North Carolina Congressional District 12 for the 114th Congress

2. North Carolina Congressional District 12 for the 114th Congress

 “Cherry picking” pretty much sums up how the district came about. Its current incarnation emerged after the 1990 census, when North Carolina gained its twelfth seat in the House of Representatives. At the time, Supreme Court decisions and Justice Department rulings enforcing Section 2 of the 1965 Voting Rights Act had called for North Carolina to redress under-representation of African-American minorities, the particular approach being left to the state. The North Carolina legislature. under Democratic control in 1992, responded by linking together minority (and also Democratic) districts in the four cities, with little regard to whether they were “compact” in a locale. It was, unabashedly, an exercise in packing, nominally in deference of the Voting Rights Act, but also fashioning a Democratic “safe seat” in the heart of a Republican stronghold. Since its inception, the 12th has consistently sent Democrats to the House.

This had not gone unnoticed. At the district’s inception, the Wall Street Journal called it “political pornography”. In somewhat more measured tones, Justice Sandra Day O’Connor wrote in her opinion of Shaw v. Reno:

“A reapportionment plan that includes in one district individuals who belong to the same race, but who are otherwise widely separated by geographical and political boundaries, and who may have little in common with one another but the color of their skin, bears an uncomfortable resemblance to political apartheid. It reinforces the perception that members of the same racial group–regardless of their age, education, economic status, or the community in which they live–think alike, share the same political interests, and will prefer the same candidates at the polls … By perpetuating such notions, a racial gerrymander may exacerbate the very patterns of racial bloc voting that majority-minority districting is sometimes said to counteract.”

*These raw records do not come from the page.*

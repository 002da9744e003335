//! The verifier and its outcome type.

use crate::errors::CoreError;
use mrv_canonical::{compute_record_digest, Canonicalizer, Digest, RecordId};
use mrv_registry::{Ledger, Registry, RegistryError};
use serde::Serialize;
use std::fmt;

/// Outcome of verifying a record against its claimed identifier.
#[derive(Debug, Clone, Copy, PartialEq, Eq)]
pub enum VerificationOutcome {
    /// The registry holds exactly the recomputed digest.
    Valid,
    /// The identifier is registered but the digests differ: the record
    /// changed since it was anchored.
    Tampered,
    /// The identifier was never anchored.
    NotFound,
}

impl fmt::Display for VerificationOutcome {
    fn fmt(&self, f: &mut fmt::Formatter<'_>) -> fmt::Result {
        match self {
            VerificationOutcome::Valid => write!(f, "VALID"),
            VerificationOutcome::Tampered => write!(f, "TAMPERED"),
            VerificationOutcome::NotFound => write!(f, "NOT_FOUND"),
        }
    }
}

/// Recomputes record digests and classifies them against the registry.
pub struct Verifier {
    canonicalizer: Canonicalizer,
}

impl Verifier {
    /// Creates a verifier over the given canonicalizer.
    pub fn new(canonicalizer: Canonicalizer) -> Self {
        Self { canonicalizer }
    }

    /// Computes the digest the verifier would compare for `record`.
    ///
    /// # Errors
    ///
    /// Returns [`CoreError::Digest`] when the record cannot be
    /// canonicalized (including an unsupported `schema_version`).
    pub fn digest_of<T: Serialize>(&self, record: &T) -> Result<Digest, CoreError> {
        Ok(compute_record_digest(record, &self.canonicalizer)?)
    }

    /// Verifies `record` against the entry anchored under `claimed_id`.
    ///
    /// Safe to call any number of times with identical results; the only
    /// side effect is the registry's own query-audit event.
    ///
    /// # Errors
    ///
    /// Infrastructure failures only: an uncanonicalizable record or an
    /// unreachable ledger. Absent identifiers and digest mismatches are
    /// reported as outcomes, not errors.
    pub fn verify_record<T: Serialize, L: Ledger>(
        &self,
        record: &T,
        claimed_id: &RecordId,
        registry: &Registry<L>,
    ) -> Result<VerificationOutcome, CoreError> {
        let digest = self.digest_of(record)?;

        if !registry.exists(claimed_id)? {
            return Ok(VerificationOutcome::NotFound);
        }

        let entry = match registry.get(claimed_id) {
            Ok(entry) => entry,
            // exists and get are separate round trips; an entry reported
            // absent by either is NOT_FOUND.
            Err(RegistryError::NotFound { .. }) => return Ok(VerificationOutcome::NotFound),
            Err(e) => return Err(e.into()),
        };

        if entry.digest == digest {
            Ok(VerificationOutcome::Valid)
        } else {
            Ok(VerificationOutcome::Tampered)
        }
    }
}
use thiserror::Error;

/// Errors that can occur during store operations.
#[derive(Error, Debug)]
pub enum StoreError {
    /// I/O error during read or write.
    #[error("I/O error: {0}")]
    Io(#[from] std::io::Error),
    /// A record file did not contain valid JSON.
    #[error("invalid record JSON: {0}")]
    Json(#[from] serde_json::Error),
    /// The requested record is not in the store.
    #[error("record '{0}' not found in store")]
    NotFound(String),
}
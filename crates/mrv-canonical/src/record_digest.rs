//! Record digest computation.
//!
//! The digest of a record is `sha256(canonical_bytes(record))` with no salt
//! and no domain separator: the canonical bytes are the whole contract, and
//! any independent implementation that reproduces them reproduces the digest.

use crate::{Canonicalizer, Digest};
use serde::Serialize;
use serde_json::Value;

/// Computes the digest of a record.
///
/// The record is serialized to a JSON value, canonicalized under its
/// declared `schema_version`, and hashed. Works for both typed record
/// structs and already-parsed `serde_json::Value` documents.
///
/// # Errors
///
/// Returns [`RecordDigestError`] if serialization fails, the record declares
/// an unsupported schema version, or the value tree cannot be canonicalized.
pub fn compute_record_digest<T: Serialize>(
    record: &T,
    canonicalizer: &Canonicalizer,
) -> Result<Digest, RecordDigestError> {
    let value: Value =
        serde_json::to_value(record).map_err(|e| RecordDigestError::Serialization(e.to_string()))?;
    let result = canonicalizer.canonicalize_record(&value)?;
    Ok(Digest::of_bytes(&result.bytes))
}

/// Error during record digest computation.
#[derive(thiserror::Error, Debug)]
pub enum RecordDigestError {
    /// Serialization failed.
    #[error("serialization failed: {0}")]
    Serialization(String),
    /// Canonicalization failed.
    #[error("canonicalization failed: {0}")]
    Canonicalization(#[from] crate::CanonicalizationError),
}

/// Verifies that a claimed digest matches the computed record digest.
///
/// # Errors
///
/// Returns [`RecordDigestError`] if computation fails.
pub fn verify_record_digest<T: Serialize>(
    record: &T,
    claimed: &Digest,
    canonicalizer: &Canonicalizer,
) -> Result<bool, RecordDigestError> {
    let computed = compute_record_digest(record, canonicalizer)?;
    Ok(claimed == &computed)
}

The district lines were modified following the 2000 and 2010 Census, eliminating some of its more bizarre features, such as following highways for miles without including households on either side. The present configuration is marginally more “compact” but remains as one of the more gerrymandered districts in the nation.

North Carolina itself is one of the more gerrymandered states in the nation. The average Gerrymander Index of the state’s thirteen districts is 0.117, ranging from the 12th District’s 0.029 to the 8th District’s fairly respectable 0.223. It vies with West Virginia for top gerrymander honors, which comes in as a close secondi at 0.137. However, West Virginia is deep within Appalachia. People there live in the rift valleys that nestle between mountain ranges, and these influence the lay of roads, towns, counties and even the state itself, giving rise to elongated regions centered on northeast-southwest axes. This topography characterizes the western extreme of North Carolina as well, but the middle and eastern portions of the state, about eighty percent of its area, consists of the Piedmont region, occupying the middle third of the state, and the Atlantic coastal region, a little less than half of the eastern part of the state. The Piedmont is a region of foothills; the Atlantic coastal region is flat. Neither topology forces a particular shape to towns or counties.

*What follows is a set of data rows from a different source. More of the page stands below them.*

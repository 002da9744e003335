use mrv_canonical::{Digest, RecordId, SubmitterId};
use serde::{Deserialize, Serialize};

/// Durable, publicly observable event emitted by a successful registration.
#[derive(Debug, Clone, PartialEq, Eq, Serialize, Deserialize)]
pub struct RegistrationEvent {
    /// Registered identifier.
    pub id: RecordId,
    /// Anchored digest.
    pub digest: Digest,
    /// Ledger clock time of the registration (Unix seconds).
    pub creation_time: u64,
    /// Caller that submitted the mutation.
    pub submitter: SubmitterId,
    /// Ledger reference for the executed mutation.
    pub reference: String,
}

/// Query-observability event emitted by `get` for audit purposes.
#[derive(Debug, Clone, PartialEq, Eq, Serialize, Deserialize)]
pub struct QueryEvent {
    /// Queried identifier.
    pub id: RecordId,
    /// Identity that issued the query.
    pub requester: SubmitterId,
}

/// Union of observable ledger events.
#[derive(Debug, Clone, PartialEq, Eq, Serialize, Deserialize)]
#[serde(tag = "event", rename_all = "snake_case")]
pub enum LedgerEvent {
    /// An identifier transitioned Absent -> Present.
    Registered(RegistrationEvent),
    /// An entry was read through `get`.
    Queried(QueryEvent),
}
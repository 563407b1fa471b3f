//! Pure calculation functions for image dimensions.
//!
//! All functions here are pure and testable without any I/O or images.

use super::backend::Dimensions;
use super::params::AspectMode;

/// Calculate the output size of a resize.
///
/// With [`AspectMode::Preserve`] the source is scaled uniformly so that it
/// fits inside the requested box; a `None` side leaves that axis
/// unconstrained. With [`AspectMode::Exact`] the requested sides are used
/// as-is and a `None` side keeps the source length.
///
/// When `allow_upscale` is false the output never exceeds the source on
/// either axis.
///
/// # Examples
/// ```
/// # use derivcache::imaging::{AspectMode, Dimensions, calculations::resize_dimensions};
/// let src = Dimensions { width: 800, height: 600 };
/// // 4:3 into a 200px square → 200x150
/// assert_eq!(
///     resize_dimensions(src, Some(200), Some(200), AspectMode::Preserve, false),
///     Dimensions { width: 200, height: 150 }
/// );
/// ```
pub fn resize_dimensions(
    source: Dimensions,
    width: Option<u32>,
    height: Option<u32>,
    aspect: AspectMode,
    allow_upscale: bool,
) -> Dimensions {
    match aspect {
        AspectMode::Exact => {
            let mut w = width.unwrap_or(source.width);
            let mut h = height.unwrap_or(source.height);
            if !allow_upscale {
                w = w.min(source.width);
                h = h.min(source.height);
            }
            Dimensions {
                width: w.max(1),
                height: h.max(1),
            }
        }
        AspectMode::Preserve => {
            let fx = width.map(|w| w as f64 / source.width as f64);
            let fy = height.map(|h| h as f64 / source.height as f64);

            let mut factor = match (fx, fy) {
                (Some(x), Some(y)) => x.min(y),
                (Some(x), None) => x,
                (None, Some(y)) => y,
                (None, None) => 1.0,
            };
            if !allow_upscale {
                factor = factor.min(1.0);
            }

            let mut w = ((source.width as f64 * factor).round() as u32).max(1);
            let mut h = ((source.height as f64 * factor).round() as u32).max(1);
            // Rounding must never push the result outside the box
            if let Some(max_w) = width {
                w = w.min(max_w.max(1));
            }
            if let Some(max_h) = height {
                h = h.min(max_h.max(1));
            }
            Dimensions {
                width: w,
                height: h,
            }
        }
    }
}

/// Offset of an image's top-left corner when centered on a canvas.
///
/// Offsets are negative when the image is larger than the canvas on that
/// axis, which clips (crops) equal parts from both sides.
pub fn center_offset(image: Dimensions, canvas: Dimensions) -> (i64, i64) {
    let slack = |image: u32, canvas: u32| (i64::from(canvas) - i64::from(image)) / 2;
    (
        slack(image.width, canvas.width),
        slack(image.height, canvas.height),
    )
}

/// A square crop region in source coordinates.
#[derive(Debug, Clone, Copy, PartialEq, Eq)]
pub struct CropWindow {
    pub x: i64,
    pub y: i64,
    pub size: u32,
}

/// The square of side `2 * half_length` centered at `(center_x, center_y)`.
///
/// The window may extend past the source edges; the codec fills that area.
/// Returns `None` when the window's edges or side do not fit their types.
pub fn centered_crop_window(center_x: i64, center_y: i64, half_length: u32) -> Option<CropWindow> {
    let half = i64::from(half_length);
    // The far edges must be representable too
    center_x.checked_add(half)?;
    center_y.checked_add(half)?;
    Some(CropWindow {
        x: center_x.checked_sub(half)?,
        y: center_y.checked_sub(half)?,
        size: half_length.checked_mul(2)?,
    })
}

/// Canvas width needed to bring an image down to `max_ratio` (width / height).
///
/// Returns `None` when the source is already at or below the ratio.
pub fn aspect_crop_width(source: Dimensions, max_ratio: f64) -> Option<u32> {
    let ratio = source.width as f64 / source.height as f64;
    if ratio <= max_ratio {
        return None;
    }
    let width = ((source.height as f64 * max_ratio).floor() as u32).max(1);
    (width < source.width).then_some(width)
}

#[cfg(test)]
mod tests {
    use super::*;

    fn dims(width: u32, height: u32) -> Dimensions {
        Dimensions { width, height }
    }

    // =========================================================================
    // resize_dimensions
    // =========================================================================

    #[test]
    fn preserve_fits_landscape_into_square() {
        let out = resize_dimensions(dims(800, 600), Some(200), Some(200), AspectMode::Preserve, false);
        assert_eq!(out, dims(200, 150));
    }

    #[test]
    fn preserve_fits_portrait_into_square() {
        let out = resize_dimensions(dims(600, 800), Some(200), Some(200), AspectMode::Preserve, false);
        assert_eq!(out, dims(150, 200));
    }

    #[test]
    fn preserve_with_width_only() {
        let out = resize_dimensions(dims(1000, 500), Some(300), None, AspectMode::Preserve, false);
        assert_eq!(out, dims(300, 150));
    }

    #[test]
    fn preserve_with_height_only() {
        let out = resize_dimensions(dims(1000, 500), None, Some(100), AspectMode::Preserve, false);
        assert_eq!(out, dims(200, 100));
    }

    #[test]
    fn preserve_without_box_keeps_source() {
        let out = resize_dimensions(dims(640, 480), None, None, AspectMode::Preserve, true);
        assert_eq!(out, dims(640, 480));
    }

    #[test]
    fn preserve_does_not_upscale_by_default() {
        let out = resize_dimensions(dims(100, 50), Some(400), Some(400), AspectMode::Preserve, false);
        assert_eq!(out, dims(100, 50));
    }

    #[test]
    fn preserve_upscales_when_allowed() {
        let out = resize_dimensions(dims(100, 50), Some(400), Some(400), AspectMode::Preserve, true);
        assert_eq!(out, dims(400, 200));
    }

    #[test]
    fn preserve_never_rounds_outside_box() {
        // 3:1 into 100x33 → factor 0.33, height would round to 33
        let out = resize_dimensions(dims(300, 101), Some(100), Some(33), AspectMode::Preserve, false);
        assert!(out.width <= 100 && out.height <= 33, "{out:?}");
    }

    #[test]
    fn preserve_keeps_at_least_one_pixel() {
        let out = resize_dimensions(dims(10_000, 10), Some(100), None, AspectMode::Preserve, false);
        assert_eq!(out, dims(100, 1));
    }

    #[test]
    fn exact_stretches_with_upscale() {
        let out = resize_dimensions(dims(50, 80), Some(100), Some(100), AspectMode::Exact, true);
        assert_eq!(out, dims(100, 100));
    }

    #[test]
    fn exact_caps_without_upscale() {
        let out = resize_dimensions(dims(50, 80), Some(100), Some(60), AspectMode::Exact, false);
        assert_eq!(out, dims(50, 60));
    }

    // =========================================================================
    // center_offset
    // =========================================================================

    #[test]
    fn center_pads_evenly() {
        // 200x150 on 200x200 → 25px top and bottom
        assert_eq!(center_offset(dims(200, 150), dims(200, 200)), (0, 25));
    }

    #[test]
    fn center_clips_wider_image() {
        assert_eq!(center_offset(dims(300, 100), dims(100, 100)), (-100, 0));
    }

    #[test]
    fn center_odd_slack_rounds_toward_origin() {
        assert_eq!(center_offset(dims(50, 50), dims(101, 80)), (25, 15));
        assert_eq!(center_offset(dims(101, 50), dims(50, 50)), (-25, 0));
    }

    // =========================================================================
    // crop windows
    // =========================================================================

    #[test]
    fn crop_window_is_centered() {
        let w = centered_crop_window(150, 150, 50);
        assert_eq!(w, Some(CropWindow { x: 100, y: 100, size: 100 }));
    }

    #[test]
    fn crop_window_may_start_before_origin() {
        let w = centered_crop_window(10, 20, 30);
        assert_eq!(w, Some(CropWindow { x: -20, y: -10, size: 60 }));
    }

    #[test]
    fn crop_window_out_of_range() {
        assert_eq!(centered_crop_window(i64::MIN, 0, 5), None);
        assert_eq!(centered_crop_window(0, i64::MAX, 5), None);
        assert_eq!(centered_crop_window(20, 20, 1 << 31), None);
        assert_eq!(
            centered_crop_window(i64::MIN + 5, 0, 5),
            Some(CropWindow { x: i64::MIN, y: -5, size: 10 })
        );
    }

    // =========================================================================
    // aspect_crop_width
    // =========================================================================

    #[test]
    fn aspect_crop_narrows_wide_source() {
        // 1600x400 is 4:1; cap at 2:1 → 800 wide
        assert_eq!(aspect_crop_width(dims(1600, 400), 2.0), Some(800));
    }

    #[test]
    fn aspect_crop_leaves_narrow_source() {
        assert_eq!(aspect_crop_width(dims(400, 400), 2.0), None);
        assert_eq!(aspect_crop_width(dims(800, 400), 2.0), None);
    }
}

Nor is gerrymandering confined to North Carolina; indeed it seems a regional epidemic. We composed a map of state averages of gerrymandering (Illustration One) and found that the Mid-Atlantic region, east of the Mississippi, south of Pennsylvania and the Ohio River and north of the 35° parallel, has six states below the national gerrymander average of about 0.28. Delaware, the exception, has no Congressional Districts, formally sending one “Representative at large” to the House. Certainly the Appalachians contribute to this effect, but how much so is open to debate.

Indiana 1st Congressional District, around Gary and East Chicago, IN

3. Indiana 1st Congressional District, around Gary and East Chicago, IN

 

Illustration 3: Indiana 1st Congressional District, around Gary and East Chicago, IN

At the other extreme, the least gerrymandered Congressional District appears to be Indiana 1st Congressional District, with a Gerrymander Index of 0.561. It is a district in a state where all districts except one exceed the national average, and the state average itself is 0.436.

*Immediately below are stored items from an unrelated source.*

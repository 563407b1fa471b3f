use clap::{Parser, Subcommand};
use derivcache::cache::{CacheSettings, DerivativeCache};
use derivcache::imaging::{Background, RustCodec};
use derivcache::types::Operation;
use derivcache::{config, logging, output, process};
use std::path::{Path, PathBuf};

#[derive(Parser)]
#[command(name = "derivcache")]
#[command(about = "Deterministic on-disk cache of image derivatives")]
#[command(long_about = "\
Deterministic on-disk cache of image derivatives

Each command derives one image from a source under the public root and
prints the derivative's path, relative to the same root. The path depends
only on the source, the operation and its arguments, so asking twice
returns the same file without doing the work again.

Layout:

  public/
  ├── avatars/ana.jpg                      # source (SRC = avatars/ana.jpg)
  └── cache/images/                        # cache_dir
      ├── 3fa2/9c1e0b7a51d2e4f0.jpg        # derivative, sharded by key prefix
      └── 07bd/1b2c3d4e5f607182.jpg

The output format follows the source extension (jpg, png, gif, tif, webp).
A missing source or a failed derivation prints a message on stderr and
exits with status 1.

Run 'derivcache gen-config' to generate a documented derivcache.toml.")]
#[command(version)]
struct Cli {
    /// Config file (missing file = stock defaults)
    #[arg(long, default_value = config::CONFIG_FILENAME, global = true)]
    config: PathBuf,

    /// Public root; overrides `public_root` from the config file
    #[arg(long, global = true)]
    root: Option<PathBuf>,

    /// Log cache hits and misses
    #[arg(short, long, global = true)]
    verbose: bool,

    /// Log as JSON lines on stderr
    #[arg(long, global = true)]
    json_logs: bool,

    #[command(subcommand)]
    command: Command,
}

#[derive(Subcommand)]
enum Command {
    /// Scale into a LENGTH×LENGTH box, keeping proportions
    Square { source: String, length: u32 },
    /// Scale into a box, keeping proportions; omit a side to leave it free
    Resize {
        source: String,
        #[arg(long)]
        width: Option<u32>,
        #[arg(long)]
        height: Option<u32>,
    },
    /// Scale into WIDTH×HEIGHT and pad to exactly that size
    Fit {
        source: String,
        width: u32,
        height: u32,
        /// Padding color: #rgb, #rrggbb, #rrggbbaa or "transparent"
        #[arg(long)]
        background: Option<Background>,
    },
    /// Scale into LENGTH×LENGTH and pad to exactly that size
    FitSquare {
        source: String,
        length: u32,
        /// Padding color: #rgb, #rrggbb, #rrggbbaa or "transparent"
        #[arg(long)]
        background: Option<Background>,
    },
    /// Crop the square of side 2×HALF centered at (X, Y), scale to LENGTH
    CropSquare {
        source: String,
        length: u32,
        #[arg(allow_negative_numbers = true)]
        x: i64,
        #[arg(allow_negative_numbers = true)]
        y: i64,
        half: u32,
    },
    /// Crop to at most RATIO (width / height), then shrink to at most WIDTH
    FitAspect {
        source: String,
        width: u32,
        ratio: f64,
    },
    /// Derive every request in a JSON file, in parallel
    Warm { requests: PathBuf },
    /// Print a stock derivcache.toml with all options documented
    GenConfig,
}

fn main() -> Result<(), Box<dyn std::error::Error>> {
    let cli = Cli::parse();

    match &cli.command {
        Command::Square { source, length } => {
            run_derive(&cli, source, Operation::Square { length: *length })?;
        }
        Command::Resize {
            source,
            width,
            height,
        } => {
            let operation = Operation::Resize {
                width: *width,
                height: *height,
            };
            run_derive(&cli, source, operation)?;
        }
        Command::Fit {
            source,
            width,
            height,
            background,
        } => {
            let operation = Operation::Fit {
                width: *width,
                height: *height,
                background: *background,
            };
            run_derive(&cli, source, operation)?;
        }
        Command::FitSquare {
            source,
            length,
            background,
        } => {
            let operation = Operation::FitToSquare {
                length: *length,
                background: *background,
            };
            run_derive(&cli, source, operation)?;
        }
        Command::CropSquare {
            source,
            length,
            x,
            y,
            half,
        } => {
            let operation = Operation::CropToFitSquare {
                length: *length,
                x: *x,
                y: *y,
                half_length: *half,
            };
            run_derive(&cli, source, operation)?;
        }
        Command::FitAspect {
            source,
            width,
            ratio,
        } => {
            let operation = Operation::FitAspectRatio {
                width: *width,
                ratio: *ratio,
            };
            run_derive(&cli, source, operation)?;
        }
        Command::Warm { requests } => run_warm(&cli, requests)?,
        Command::GenConfig => {
            print!("{}", config::stock_config_toml());
        }
    }

    Ok(())
}

/// Load config, start logging and build the cache for a deriving command.
fn open_cache(
    cli: &Cli,
) -> Result<(config::CacheConfig, DerivativeCache<RustCodec>), Box<dyn std::error::Error>> {
    let config = config::load_config(&cli.config)?;
    logging::init_from_config(&config.logging, cli.verbose, cli.json_logs);
    let mut settings = CacheSettings::from_config(&config)?;
    if let Some(root) = &cli.root {
        settings.public_root = root.clone();
    }
    Ok((config, DerivativeCache::new(RustCodec::new(), settings)))
}

fn run_derive(
    cli: &Cli,
    source: &str,
    operation: Operation,
) -> Result<(), Box<dyn std::error::Error>> {
    let (_, cache) = open_cache(cli)?;
    let derivation = operation.apply(&cache, source);
    match derivation.path() {
        Some(path) => println!("{}", path),
        None => {
            if let Some(message) = output::format_unavailable(source, derivation.status()) {
                eprintln!("{}", message);
            }
            std::process::exit(1);
        }
    }
    Ok(())
}

fn run_warm(cli: &Cli, requests_path: &Path) -> Result<(), Box<dyn std::error::Error>> {
    let (config, cache) = open_cache(cli)?;
    let requests = process::load_requests(requests_path)?;
    init_thread_pool(&config.processing);

    let (tx, rx) = std::sync::mpsc::channel();
    let printer = std::thread::spawn(move || {
        for event in rx {
            output::print_warm_event(&event);
        }
    });
    let report = process::warm(&cache, &requests, Some(tx));
    printer
        .join()
        .map_err(|_| "progress printer thread panicked")?;
    output::print_warm_summary(&report.stats);

    if !report.stats.all_available() {
        std::process::exit(1);
    }
    Ok(())
}

/// Initialize the rayon thread pool based on processing config.
///
/// Caps at the number of available CPU cores: the user can constrain down, not up.
fn init_thread_pool(processing: &config::ProcessingConfig) {
    let threads = config::effective_threads(processing);
    rayon::ThreadPoolBuilder::new()
        .num_threads(threads)
        .build_global()
        .ok();
}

Situated in the state’s northwest corner, encompassing Gary IN, its southern edge traces the Kankakee River and it has a tiny eastern panhandle along the Lake Michigan shoreline that encompasses the towns of Hesston and Smith ten miles further east from the county border that the district line otherwise follows – a whiff of gerrymandering, perhaps. Gary has been the District’s traditional core; 70% of the population live there. The seat has been Democratic since 1931 and the present Representative, Peter Visclosky, has held the seat since 1985. It seems like a pretty safe seat.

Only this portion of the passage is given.